◆ ASSIGNED TASK
Which lines in the records below contain the word "SliderState"? Copy each one out.
+++ SUPPLIED RECORDS +++
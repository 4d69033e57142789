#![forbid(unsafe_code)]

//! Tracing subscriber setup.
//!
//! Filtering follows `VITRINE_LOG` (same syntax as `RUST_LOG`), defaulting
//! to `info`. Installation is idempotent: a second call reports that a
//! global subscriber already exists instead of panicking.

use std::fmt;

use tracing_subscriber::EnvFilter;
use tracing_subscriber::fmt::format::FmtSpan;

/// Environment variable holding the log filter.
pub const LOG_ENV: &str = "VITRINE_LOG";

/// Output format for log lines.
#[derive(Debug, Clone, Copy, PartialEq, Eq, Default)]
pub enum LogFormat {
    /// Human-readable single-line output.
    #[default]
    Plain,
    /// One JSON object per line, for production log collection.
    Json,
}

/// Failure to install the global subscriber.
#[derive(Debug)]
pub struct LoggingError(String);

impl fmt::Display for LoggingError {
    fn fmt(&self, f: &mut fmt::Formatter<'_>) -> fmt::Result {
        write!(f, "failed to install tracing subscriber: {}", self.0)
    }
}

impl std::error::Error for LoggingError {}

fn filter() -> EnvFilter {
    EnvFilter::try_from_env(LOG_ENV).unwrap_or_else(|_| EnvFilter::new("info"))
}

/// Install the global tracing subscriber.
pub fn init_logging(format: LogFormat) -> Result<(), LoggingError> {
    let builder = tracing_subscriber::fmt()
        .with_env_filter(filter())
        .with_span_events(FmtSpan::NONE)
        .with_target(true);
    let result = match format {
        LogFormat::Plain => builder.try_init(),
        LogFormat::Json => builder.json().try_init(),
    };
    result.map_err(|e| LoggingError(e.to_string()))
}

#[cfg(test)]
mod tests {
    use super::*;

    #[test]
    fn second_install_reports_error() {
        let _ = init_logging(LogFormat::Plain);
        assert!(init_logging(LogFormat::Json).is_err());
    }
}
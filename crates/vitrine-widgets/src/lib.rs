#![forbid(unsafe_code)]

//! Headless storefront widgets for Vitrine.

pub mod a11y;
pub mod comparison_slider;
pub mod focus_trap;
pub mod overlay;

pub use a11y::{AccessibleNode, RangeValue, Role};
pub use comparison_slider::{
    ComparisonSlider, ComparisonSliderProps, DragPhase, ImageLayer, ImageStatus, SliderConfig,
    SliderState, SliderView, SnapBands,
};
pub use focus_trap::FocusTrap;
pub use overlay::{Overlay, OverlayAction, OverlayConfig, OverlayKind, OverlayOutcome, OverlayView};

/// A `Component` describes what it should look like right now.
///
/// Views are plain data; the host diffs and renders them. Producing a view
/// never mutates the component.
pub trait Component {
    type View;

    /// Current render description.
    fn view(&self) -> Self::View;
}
+++
+++ SUPPLIED RECORDS +++
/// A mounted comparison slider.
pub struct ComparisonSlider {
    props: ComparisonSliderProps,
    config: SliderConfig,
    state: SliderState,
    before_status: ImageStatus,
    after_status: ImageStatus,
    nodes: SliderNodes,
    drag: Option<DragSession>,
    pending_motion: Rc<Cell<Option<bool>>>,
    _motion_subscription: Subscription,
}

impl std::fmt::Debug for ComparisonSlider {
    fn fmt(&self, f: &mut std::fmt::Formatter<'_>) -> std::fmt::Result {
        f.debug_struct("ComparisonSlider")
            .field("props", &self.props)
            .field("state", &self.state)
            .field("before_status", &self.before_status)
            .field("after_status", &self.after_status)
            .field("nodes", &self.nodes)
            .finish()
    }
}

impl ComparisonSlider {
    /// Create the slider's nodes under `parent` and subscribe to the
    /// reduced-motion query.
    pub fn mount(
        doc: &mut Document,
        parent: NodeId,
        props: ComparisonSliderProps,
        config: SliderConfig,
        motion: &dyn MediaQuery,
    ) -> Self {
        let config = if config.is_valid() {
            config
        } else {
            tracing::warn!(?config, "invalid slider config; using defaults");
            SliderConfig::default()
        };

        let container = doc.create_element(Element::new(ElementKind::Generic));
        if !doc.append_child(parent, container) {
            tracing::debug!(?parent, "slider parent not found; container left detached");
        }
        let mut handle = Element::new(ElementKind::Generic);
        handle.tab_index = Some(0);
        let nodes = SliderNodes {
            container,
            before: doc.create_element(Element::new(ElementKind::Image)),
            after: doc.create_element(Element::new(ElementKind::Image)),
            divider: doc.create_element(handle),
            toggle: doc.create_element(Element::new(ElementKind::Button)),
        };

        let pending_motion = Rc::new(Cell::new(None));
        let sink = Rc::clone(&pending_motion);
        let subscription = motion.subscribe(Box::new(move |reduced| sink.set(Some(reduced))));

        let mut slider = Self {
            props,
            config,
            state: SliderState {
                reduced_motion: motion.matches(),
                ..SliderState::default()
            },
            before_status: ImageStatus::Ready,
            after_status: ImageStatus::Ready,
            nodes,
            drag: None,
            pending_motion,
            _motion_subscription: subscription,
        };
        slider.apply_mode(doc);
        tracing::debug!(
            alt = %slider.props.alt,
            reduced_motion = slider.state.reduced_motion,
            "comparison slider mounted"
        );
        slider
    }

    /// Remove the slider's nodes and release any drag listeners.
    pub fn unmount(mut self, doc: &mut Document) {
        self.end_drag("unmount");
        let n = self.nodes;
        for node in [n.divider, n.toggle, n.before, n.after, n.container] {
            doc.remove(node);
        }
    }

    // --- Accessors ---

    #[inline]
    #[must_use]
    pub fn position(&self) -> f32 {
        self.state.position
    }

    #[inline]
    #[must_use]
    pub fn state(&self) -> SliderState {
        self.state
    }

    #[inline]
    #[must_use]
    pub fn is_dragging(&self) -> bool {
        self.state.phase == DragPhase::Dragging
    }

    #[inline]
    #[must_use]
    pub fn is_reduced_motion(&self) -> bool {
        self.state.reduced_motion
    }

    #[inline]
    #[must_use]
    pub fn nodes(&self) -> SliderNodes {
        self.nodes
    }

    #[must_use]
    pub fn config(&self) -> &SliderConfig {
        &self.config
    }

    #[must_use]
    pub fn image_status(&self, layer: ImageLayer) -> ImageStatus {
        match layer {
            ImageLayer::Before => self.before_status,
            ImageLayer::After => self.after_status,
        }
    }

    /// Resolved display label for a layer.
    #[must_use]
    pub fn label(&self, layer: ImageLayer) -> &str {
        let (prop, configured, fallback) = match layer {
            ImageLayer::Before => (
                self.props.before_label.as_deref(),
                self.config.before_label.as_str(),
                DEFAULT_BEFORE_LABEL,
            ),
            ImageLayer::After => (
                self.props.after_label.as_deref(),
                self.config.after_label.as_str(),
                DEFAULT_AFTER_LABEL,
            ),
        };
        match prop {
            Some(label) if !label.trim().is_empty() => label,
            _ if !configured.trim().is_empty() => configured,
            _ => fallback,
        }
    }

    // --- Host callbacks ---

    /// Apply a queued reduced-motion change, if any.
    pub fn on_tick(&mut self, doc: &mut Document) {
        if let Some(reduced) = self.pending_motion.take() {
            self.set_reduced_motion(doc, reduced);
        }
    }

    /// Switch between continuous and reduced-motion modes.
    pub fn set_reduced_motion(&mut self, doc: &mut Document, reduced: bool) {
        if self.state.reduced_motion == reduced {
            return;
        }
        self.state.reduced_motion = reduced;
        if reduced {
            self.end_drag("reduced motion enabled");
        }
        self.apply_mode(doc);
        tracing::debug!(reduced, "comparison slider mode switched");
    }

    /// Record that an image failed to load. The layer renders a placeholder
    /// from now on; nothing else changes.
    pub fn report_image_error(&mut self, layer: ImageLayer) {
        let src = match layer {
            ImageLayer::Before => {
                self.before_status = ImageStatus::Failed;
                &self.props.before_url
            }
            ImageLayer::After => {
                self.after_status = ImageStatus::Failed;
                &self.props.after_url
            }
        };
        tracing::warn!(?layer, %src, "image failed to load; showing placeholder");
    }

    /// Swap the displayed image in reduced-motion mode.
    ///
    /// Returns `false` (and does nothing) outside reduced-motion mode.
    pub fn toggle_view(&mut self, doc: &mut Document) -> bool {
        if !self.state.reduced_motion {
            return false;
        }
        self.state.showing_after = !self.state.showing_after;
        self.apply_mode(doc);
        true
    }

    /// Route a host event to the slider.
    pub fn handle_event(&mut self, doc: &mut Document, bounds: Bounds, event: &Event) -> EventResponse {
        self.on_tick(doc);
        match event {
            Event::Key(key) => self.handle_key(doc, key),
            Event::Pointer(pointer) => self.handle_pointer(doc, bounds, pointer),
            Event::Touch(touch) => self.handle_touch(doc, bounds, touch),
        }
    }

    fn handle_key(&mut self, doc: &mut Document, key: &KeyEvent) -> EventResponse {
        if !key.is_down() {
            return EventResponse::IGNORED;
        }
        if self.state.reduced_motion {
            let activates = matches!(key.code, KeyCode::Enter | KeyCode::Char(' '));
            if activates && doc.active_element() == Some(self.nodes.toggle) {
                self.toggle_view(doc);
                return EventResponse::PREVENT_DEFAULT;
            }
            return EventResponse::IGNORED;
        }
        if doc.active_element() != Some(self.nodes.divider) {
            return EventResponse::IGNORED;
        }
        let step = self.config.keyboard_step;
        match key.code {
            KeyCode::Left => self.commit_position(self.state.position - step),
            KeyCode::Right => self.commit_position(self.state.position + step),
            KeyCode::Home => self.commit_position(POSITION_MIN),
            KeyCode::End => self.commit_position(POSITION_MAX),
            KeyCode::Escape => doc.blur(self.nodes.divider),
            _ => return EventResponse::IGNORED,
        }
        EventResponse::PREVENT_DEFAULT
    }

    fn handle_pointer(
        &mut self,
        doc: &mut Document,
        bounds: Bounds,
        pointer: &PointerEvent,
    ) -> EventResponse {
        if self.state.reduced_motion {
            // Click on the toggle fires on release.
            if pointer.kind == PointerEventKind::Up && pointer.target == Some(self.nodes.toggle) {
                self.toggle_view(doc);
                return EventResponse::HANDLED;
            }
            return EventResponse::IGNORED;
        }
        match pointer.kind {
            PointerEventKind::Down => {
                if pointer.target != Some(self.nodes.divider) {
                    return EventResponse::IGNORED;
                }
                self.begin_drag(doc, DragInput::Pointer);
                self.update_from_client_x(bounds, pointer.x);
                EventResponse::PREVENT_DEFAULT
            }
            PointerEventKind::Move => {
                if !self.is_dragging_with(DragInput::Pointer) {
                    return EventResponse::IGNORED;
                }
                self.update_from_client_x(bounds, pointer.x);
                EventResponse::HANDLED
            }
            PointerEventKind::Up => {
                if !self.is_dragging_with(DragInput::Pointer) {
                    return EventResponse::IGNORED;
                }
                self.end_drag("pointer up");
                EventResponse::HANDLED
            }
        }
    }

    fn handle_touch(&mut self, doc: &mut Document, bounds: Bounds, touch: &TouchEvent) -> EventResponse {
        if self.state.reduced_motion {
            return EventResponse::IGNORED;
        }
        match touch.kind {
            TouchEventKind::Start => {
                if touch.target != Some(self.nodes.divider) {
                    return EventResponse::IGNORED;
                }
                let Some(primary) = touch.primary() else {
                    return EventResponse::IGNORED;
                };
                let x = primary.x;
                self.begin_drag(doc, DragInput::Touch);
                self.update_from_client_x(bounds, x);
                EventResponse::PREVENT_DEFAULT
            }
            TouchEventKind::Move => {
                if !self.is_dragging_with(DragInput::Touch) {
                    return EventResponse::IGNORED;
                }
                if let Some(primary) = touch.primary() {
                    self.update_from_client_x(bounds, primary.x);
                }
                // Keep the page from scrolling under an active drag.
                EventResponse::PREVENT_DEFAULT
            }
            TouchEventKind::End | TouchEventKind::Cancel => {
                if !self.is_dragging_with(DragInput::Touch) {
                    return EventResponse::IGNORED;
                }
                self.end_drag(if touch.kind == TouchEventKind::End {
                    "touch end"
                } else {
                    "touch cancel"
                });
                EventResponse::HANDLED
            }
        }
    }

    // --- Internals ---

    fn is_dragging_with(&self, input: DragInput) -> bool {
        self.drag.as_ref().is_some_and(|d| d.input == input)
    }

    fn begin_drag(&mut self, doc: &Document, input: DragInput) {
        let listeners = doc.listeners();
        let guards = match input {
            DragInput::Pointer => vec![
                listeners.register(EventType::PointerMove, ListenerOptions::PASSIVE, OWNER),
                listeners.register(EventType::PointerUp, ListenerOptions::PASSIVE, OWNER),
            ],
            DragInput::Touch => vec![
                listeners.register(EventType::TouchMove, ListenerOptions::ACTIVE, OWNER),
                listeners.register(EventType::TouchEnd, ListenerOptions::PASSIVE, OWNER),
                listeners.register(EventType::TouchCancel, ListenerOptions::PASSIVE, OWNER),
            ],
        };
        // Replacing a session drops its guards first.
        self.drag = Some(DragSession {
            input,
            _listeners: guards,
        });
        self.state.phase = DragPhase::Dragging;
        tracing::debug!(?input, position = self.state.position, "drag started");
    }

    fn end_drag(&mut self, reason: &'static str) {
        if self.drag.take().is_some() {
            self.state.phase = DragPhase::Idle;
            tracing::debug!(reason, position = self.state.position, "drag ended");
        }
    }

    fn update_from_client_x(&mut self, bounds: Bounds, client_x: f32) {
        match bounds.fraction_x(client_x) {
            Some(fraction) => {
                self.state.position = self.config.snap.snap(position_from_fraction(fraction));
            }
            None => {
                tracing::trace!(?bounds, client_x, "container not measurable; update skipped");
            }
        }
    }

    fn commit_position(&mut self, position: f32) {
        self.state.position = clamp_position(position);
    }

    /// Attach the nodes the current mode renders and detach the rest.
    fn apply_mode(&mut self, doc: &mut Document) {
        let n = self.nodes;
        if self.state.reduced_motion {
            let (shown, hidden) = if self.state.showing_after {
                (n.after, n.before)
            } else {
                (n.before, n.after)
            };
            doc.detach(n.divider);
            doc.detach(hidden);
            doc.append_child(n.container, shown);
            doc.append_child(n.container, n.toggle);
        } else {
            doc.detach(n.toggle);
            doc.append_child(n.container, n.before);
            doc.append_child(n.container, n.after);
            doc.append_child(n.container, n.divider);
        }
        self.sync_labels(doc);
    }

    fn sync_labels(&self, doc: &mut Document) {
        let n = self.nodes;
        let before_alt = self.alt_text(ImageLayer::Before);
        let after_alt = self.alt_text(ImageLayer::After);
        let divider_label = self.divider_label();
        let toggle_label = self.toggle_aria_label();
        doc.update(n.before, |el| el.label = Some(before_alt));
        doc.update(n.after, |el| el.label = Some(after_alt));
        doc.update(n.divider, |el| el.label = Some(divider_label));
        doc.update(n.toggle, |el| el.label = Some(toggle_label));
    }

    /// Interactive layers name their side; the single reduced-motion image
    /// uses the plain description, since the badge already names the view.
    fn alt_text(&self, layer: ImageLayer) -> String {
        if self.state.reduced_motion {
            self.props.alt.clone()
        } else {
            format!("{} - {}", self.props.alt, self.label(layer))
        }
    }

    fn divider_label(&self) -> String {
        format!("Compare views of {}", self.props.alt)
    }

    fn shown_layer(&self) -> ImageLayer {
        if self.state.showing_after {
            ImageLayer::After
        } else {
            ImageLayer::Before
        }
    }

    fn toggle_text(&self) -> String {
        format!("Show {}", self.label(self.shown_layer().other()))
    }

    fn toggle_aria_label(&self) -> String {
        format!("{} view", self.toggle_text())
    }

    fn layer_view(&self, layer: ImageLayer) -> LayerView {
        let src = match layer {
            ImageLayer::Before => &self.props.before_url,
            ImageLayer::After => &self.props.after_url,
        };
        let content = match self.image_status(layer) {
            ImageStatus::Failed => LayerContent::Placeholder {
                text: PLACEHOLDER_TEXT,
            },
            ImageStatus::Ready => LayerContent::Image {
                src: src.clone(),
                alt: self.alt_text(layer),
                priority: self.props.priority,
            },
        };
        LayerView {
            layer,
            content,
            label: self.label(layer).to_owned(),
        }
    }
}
+++
+++ SUPPLIED RECORDS +++
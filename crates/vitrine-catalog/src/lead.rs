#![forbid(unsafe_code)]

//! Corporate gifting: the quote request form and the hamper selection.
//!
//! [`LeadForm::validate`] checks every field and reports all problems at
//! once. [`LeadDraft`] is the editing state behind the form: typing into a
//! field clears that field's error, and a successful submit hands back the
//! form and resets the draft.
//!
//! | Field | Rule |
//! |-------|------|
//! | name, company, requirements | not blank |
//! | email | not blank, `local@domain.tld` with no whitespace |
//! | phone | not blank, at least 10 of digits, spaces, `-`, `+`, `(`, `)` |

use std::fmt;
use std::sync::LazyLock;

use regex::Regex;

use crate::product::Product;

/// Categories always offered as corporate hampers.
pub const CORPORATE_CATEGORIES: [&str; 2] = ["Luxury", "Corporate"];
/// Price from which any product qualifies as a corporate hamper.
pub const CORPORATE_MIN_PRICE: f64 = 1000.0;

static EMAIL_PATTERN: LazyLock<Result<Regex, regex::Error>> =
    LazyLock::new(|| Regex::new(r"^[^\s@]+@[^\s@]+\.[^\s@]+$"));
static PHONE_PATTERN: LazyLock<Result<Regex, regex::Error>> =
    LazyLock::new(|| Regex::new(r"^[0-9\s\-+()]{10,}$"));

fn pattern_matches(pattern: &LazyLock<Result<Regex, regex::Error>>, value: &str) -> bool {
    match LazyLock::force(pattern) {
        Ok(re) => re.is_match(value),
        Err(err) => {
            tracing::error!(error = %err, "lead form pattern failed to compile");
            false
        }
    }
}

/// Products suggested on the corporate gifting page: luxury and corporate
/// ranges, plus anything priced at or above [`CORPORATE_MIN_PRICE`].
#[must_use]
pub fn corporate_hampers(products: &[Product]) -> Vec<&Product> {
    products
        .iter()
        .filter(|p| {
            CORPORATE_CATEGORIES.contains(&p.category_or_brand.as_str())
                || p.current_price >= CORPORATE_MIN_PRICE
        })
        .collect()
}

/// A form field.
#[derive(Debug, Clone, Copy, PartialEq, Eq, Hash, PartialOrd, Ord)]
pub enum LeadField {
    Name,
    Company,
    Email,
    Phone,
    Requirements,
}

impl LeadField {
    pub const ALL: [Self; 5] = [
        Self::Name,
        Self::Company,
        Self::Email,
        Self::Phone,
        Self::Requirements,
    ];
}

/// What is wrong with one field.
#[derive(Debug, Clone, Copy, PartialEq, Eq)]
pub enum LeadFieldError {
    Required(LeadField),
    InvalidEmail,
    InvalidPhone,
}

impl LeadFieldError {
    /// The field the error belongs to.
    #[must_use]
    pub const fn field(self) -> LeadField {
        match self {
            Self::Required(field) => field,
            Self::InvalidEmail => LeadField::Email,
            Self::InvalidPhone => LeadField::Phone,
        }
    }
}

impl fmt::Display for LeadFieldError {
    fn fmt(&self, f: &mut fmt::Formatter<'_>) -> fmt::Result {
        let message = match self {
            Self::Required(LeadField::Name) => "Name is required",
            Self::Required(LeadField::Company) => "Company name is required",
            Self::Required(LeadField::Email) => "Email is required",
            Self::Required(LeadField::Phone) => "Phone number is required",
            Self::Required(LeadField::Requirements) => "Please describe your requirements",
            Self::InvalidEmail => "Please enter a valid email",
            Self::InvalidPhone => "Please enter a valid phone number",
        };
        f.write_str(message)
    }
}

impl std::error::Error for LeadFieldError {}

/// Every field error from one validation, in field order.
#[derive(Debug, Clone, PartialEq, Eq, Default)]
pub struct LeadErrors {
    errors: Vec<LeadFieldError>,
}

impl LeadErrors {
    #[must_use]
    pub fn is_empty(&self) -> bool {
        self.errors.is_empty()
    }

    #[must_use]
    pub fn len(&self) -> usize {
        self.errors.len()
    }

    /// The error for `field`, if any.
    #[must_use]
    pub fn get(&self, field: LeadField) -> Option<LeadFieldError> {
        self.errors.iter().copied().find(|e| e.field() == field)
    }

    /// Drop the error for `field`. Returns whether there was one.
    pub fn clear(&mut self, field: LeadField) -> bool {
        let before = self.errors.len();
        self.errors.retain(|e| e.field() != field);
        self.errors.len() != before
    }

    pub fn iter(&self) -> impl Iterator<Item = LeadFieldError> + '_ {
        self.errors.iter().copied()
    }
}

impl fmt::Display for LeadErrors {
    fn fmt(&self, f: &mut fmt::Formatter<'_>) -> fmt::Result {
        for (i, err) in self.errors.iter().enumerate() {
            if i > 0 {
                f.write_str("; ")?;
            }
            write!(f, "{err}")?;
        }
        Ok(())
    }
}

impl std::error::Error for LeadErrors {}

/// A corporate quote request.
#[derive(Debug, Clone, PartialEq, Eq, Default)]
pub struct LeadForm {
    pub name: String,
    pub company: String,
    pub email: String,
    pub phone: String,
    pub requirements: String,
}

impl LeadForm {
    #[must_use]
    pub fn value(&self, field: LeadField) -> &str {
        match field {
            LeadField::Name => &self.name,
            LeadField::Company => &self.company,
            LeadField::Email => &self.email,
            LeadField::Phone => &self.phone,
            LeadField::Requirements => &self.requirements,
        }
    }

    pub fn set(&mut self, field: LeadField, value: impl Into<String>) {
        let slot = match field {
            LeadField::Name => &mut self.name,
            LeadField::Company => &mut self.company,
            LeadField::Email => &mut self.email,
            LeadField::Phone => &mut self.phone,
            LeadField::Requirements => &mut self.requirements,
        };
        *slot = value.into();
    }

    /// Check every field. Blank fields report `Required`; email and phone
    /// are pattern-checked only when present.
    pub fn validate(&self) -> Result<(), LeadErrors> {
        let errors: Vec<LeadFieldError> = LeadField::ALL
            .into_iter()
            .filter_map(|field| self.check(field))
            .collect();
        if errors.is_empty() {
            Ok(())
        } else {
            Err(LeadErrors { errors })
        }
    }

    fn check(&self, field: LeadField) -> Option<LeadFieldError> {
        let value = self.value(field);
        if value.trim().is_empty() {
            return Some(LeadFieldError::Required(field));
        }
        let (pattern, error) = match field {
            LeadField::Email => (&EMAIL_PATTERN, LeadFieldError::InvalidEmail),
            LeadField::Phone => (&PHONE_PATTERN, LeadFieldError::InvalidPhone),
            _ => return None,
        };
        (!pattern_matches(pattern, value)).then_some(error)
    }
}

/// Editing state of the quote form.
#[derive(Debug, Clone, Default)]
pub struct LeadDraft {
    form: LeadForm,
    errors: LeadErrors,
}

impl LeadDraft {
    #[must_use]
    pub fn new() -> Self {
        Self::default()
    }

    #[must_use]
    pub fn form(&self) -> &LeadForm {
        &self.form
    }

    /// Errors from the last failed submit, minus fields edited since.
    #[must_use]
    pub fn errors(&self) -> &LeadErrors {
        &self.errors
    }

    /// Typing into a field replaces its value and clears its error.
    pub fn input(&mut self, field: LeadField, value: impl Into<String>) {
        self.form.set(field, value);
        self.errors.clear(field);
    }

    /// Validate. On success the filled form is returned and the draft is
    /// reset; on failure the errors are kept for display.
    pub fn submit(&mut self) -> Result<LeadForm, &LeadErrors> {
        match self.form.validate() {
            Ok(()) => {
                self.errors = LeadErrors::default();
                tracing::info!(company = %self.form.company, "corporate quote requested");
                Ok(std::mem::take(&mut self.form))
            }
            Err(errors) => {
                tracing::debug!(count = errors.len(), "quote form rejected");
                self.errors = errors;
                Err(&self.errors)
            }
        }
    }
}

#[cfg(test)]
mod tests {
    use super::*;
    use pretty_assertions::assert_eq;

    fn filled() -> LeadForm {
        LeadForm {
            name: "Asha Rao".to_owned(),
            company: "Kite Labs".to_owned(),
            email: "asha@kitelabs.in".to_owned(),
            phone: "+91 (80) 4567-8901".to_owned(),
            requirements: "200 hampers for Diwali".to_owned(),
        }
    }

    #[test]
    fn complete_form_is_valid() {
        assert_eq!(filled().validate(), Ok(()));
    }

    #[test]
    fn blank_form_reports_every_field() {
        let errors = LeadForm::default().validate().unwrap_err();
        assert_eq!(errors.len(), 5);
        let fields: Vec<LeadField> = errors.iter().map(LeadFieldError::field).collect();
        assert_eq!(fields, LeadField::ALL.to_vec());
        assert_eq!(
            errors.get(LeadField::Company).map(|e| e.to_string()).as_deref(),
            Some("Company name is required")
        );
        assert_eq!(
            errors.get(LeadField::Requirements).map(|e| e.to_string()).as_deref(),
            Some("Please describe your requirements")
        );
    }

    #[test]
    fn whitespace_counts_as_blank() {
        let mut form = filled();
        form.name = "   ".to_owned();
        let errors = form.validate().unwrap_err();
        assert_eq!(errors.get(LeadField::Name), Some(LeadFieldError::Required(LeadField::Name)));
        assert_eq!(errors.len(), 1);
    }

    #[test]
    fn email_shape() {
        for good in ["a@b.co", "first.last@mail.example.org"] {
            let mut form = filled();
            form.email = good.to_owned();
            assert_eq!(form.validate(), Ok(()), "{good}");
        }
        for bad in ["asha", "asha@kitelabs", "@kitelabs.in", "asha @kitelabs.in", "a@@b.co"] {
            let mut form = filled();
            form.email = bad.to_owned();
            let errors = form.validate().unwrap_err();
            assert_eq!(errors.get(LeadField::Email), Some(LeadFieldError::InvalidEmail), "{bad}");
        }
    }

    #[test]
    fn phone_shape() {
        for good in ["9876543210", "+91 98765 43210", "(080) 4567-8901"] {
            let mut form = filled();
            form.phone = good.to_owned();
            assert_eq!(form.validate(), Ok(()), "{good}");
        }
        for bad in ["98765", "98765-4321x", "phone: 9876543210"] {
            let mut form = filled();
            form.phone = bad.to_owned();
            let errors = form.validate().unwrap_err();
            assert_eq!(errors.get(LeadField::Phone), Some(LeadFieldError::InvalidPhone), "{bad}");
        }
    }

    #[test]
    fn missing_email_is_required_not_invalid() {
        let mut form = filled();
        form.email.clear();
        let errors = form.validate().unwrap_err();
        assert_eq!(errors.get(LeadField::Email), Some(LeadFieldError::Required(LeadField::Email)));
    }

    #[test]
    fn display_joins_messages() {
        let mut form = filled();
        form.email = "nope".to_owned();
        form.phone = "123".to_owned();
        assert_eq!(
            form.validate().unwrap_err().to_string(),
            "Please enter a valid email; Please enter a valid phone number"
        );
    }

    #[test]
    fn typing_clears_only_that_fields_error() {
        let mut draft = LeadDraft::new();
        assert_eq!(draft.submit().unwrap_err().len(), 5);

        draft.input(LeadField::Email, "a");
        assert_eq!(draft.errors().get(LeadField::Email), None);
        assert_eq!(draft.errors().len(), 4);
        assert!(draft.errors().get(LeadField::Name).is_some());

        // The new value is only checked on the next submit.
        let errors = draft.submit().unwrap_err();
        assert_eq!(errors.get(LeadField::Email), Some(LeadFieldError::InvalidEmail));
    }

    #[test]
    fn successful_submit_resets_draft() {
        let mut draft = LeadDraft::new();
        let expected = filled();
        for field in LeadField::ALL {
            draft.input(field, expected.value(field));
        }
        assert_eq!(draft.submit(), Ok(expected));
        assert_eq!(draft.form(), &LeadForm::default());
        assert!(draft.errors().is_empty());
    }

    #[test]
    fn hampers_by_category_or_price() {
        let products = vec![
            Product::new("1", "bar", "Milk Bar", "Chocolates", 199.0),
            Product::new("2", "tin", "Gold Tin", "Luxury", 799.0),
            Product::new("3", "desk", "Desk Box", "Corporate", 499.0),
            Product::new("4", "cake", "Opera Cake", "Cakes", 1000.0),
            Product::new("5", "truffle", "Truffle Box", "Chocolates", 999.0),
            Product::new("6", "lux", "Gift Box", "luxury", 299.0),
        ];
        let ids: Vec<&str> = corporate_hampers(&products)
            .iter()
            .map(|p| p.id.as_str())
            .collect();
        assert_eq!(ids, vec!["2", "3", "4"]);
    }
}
+++
◆ TASK OUTPUT
    SliderState, SliderView, SnapBands,
    state: SliderState,
            state: SliderState {
                ..SliderState::default()
    pub fn state(&self) -> SliderState {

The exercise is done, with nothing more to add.